Interobserver Variability in Applying a Radiographic Definition for ARDS: ALI-ARDS screening

There was more agreement on the analog radiographs than on those taken with computed radiography. There are several possible explanations for this unexpected observation. All of the analog radiographs were selected from patients who were actually enrolled in a clinical trial, reflecting, therefore, only a subset of patients considered for inclusion. Thus difficult radiographs may be underrepresented. If this is true, then our K-statistic estimate of 0.55 overestimates the agreement that would be seen in a sample of radiographs evaluated in ALI-ARDS screening. It is possible that the digital radiographs were of poorer quality than the analog radiographs or that the smaller size of the digital radiographs made them more difficult to interpret. Participants may have lacked experience in evaluating digital radiographs. However, the seven readers from the ARDS Network reviewed digital radiographs from patients with ALI-ARDS at several planning sessions, and their agreement, as a group, on radiograph interpretations was no different from other readers. It is not possible to distinguish among these possibilities without studying the interpretation of digital and analog radiographs on the same patients.

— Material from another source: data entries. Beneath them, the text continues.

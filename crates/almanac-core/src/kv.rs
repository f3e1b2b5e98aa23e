use std::collections::HashMap;
use std::fs;
use std::io::Write;
use std::path::{Path, PathBuf};

use anyhow::{Context, anyhow};
use tempfile::NamedTempFile;
use tracing::{debug, info};

/// String key-value persistence backend.
pub trait KeyValueStore {
    fn get(&self, key: &str) -> anyhow::Result<Option<String>>;

    fn set(&mut self, key: &str, value: &str) -> anyhow::Result<()>;
}

/// In-process store; with a quota it rejects writes the way a full browser
/// storage area does.
#[derive(Debug, Clone, Default)]
pub struct MemoryStore {
    entries: HashMap<String, String>,
    quota_bytes: Option<usize>,
}

impl MemoryStore {
    pub fn new() -> Self {
        Self::default()
    }

    pub fn with_quota(quota_bytes: usize) -> Self {
        Self {
            entries: HashMap::new(),
            quota_bytes: Some(quota_bytes),
        }
    }

    pub fn with_entry(mut self, key: &str, value: &str) -> Self {
        self.entries.insert(key.to_string(), value.to_string());
        self
    }

    pub fn set_quota(&mut self, quota_bytes: Option<usize>) {
        self.quota_bytes = quota_bytes;
    }

    fn used_bytes_without(&self, key: &str) -> usize {
        self.entries
            .iter()
            .filter(|(k, _)| k.as_str() != key)
            .map(|(k, v)| k.len() + v.len())
            .sum()
    }
}

impl KeyValueStore for MemoryStore {
    fn get(&self, key: &str) -> anyhow::Result<Option<String>> {
        Ok(self.entries.get(key).cloned())
    }

    fn set(&mut self, key: &str, value: &str) -> anyhow::Result<()> {
        if let Some(quota) = self.quota_bytes {
            let needed = self.used_bytes_without(key) + key.len() + value.len();
            if needed > quota {
                return Err(anyhow!(
                    "quota exceeded: {needed} bytes needed, {quota} allowed"
                ));
            }
        }
        self.entries.insert(key.to_string(), value.to_string());
        Ok(())
    }
}

/// One `<key>.json` file per key inside a data directory.
#[derive(Debug)]
pub struct FileStore {
    pub data_dir: PathBuf,
}

impl FileStore {
    #[tracing::instrument(skip(data_dir))]
    pub fn open(data_dir: &Path) -> anyhow::Result<Self> {
        let data_dir = data_dir.to_path_buf();
        fs::create_dir_all(&data_dir)
            .with_context(|| format!("failed to create {}", data_dir.display()))?;

        info!(data_dir = %data_dir.display(), "opened file store");

        Ok(Self { data_dir })
    }

    pub fn path_for(&self, key: &str) -> anyhow::Result<PathBuf> {
        let valid = !key.is_empty()
            && key
                .chars()
                .all(|c| c.is_ascii_alphanumeric() || matches!(c, '-' | '_' | '.'))
            && !key.starts_with('.');
        if !valid {
            return Err(anyhow!("invalid storage key: {key:?}"));
        }
        Ok(self.data_dir.join(format!("{key}.json")))
    }
}

impl KeyValueStore for FileStore {
    #[tracing::instrument(skip(self))]
    fn get(&self, key: &str) -> anyhow::Result<Option<String>> {
        let path = self.path_for(key)?;
        if !path.exists() {
            debug!(file = %path.display(), "no stored value");
            return Ok(None);
        }
        let raw = fs::read_to_string(&path)
            .with_context(|| format!("failed reading {}", path.display()))?;
        debug!(file = %path.display(), bytes = raw.len(), "read stored value");
        Ok(Some(raw))
    }

    #[tracing::instrument(skip(self, value))]
    fn set(&mut self, key: &str, value: &str) -> anyhow::Result<()> {
        let path = self.path_for(key)?;
        write_atomic(&path, value).with_context(|| format!("failed to save {key}"))
    }
}

#[tracing::instrument(skip(path, contents))]
fn write_atomic(path: &Path, contents: &str) -> anyhow::Result<()> {
    debug!(file = %path.display(), bytes = contents.len(), "saving atomically");

    let dir = path.parent().unwrap_or_else(|| Path::new("."));
    let mut temp = NamedTempFile::new_in(dir)?;
    temp.write_all(contents.as_bytes())?;
    temp.flush()?;

    temp.persist(path)
        .map_err(|err| anyhow!("failed to persist {}: {}", path.display(), err))?;

    Ok(())
}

There are several potential limitations to this study. We did not study the readers’ accuracy in diagnosing ALI-ARDS using the entire AECC definition. This would have required a presentation of clinical data including onset, history, physical examination, and laboratory tests in the form of a vignette. Had we used vignettes with this information, the resulting agreement on the diagnosis of ALI-ARDS would have reflected our skills, or lack thereof, in abstracting clinical information and writing vignettes. Because we were interested specifically in the readers’ agreement with each other in applying the radiographic definition, and because there is no “gold standard” with which to compare the readers’ decisions, accuracy was not particularly relevant. The question was not whether the readers were right or wrong in some objective sense, but whether they agreed with each other in applying a standard radiographic definition.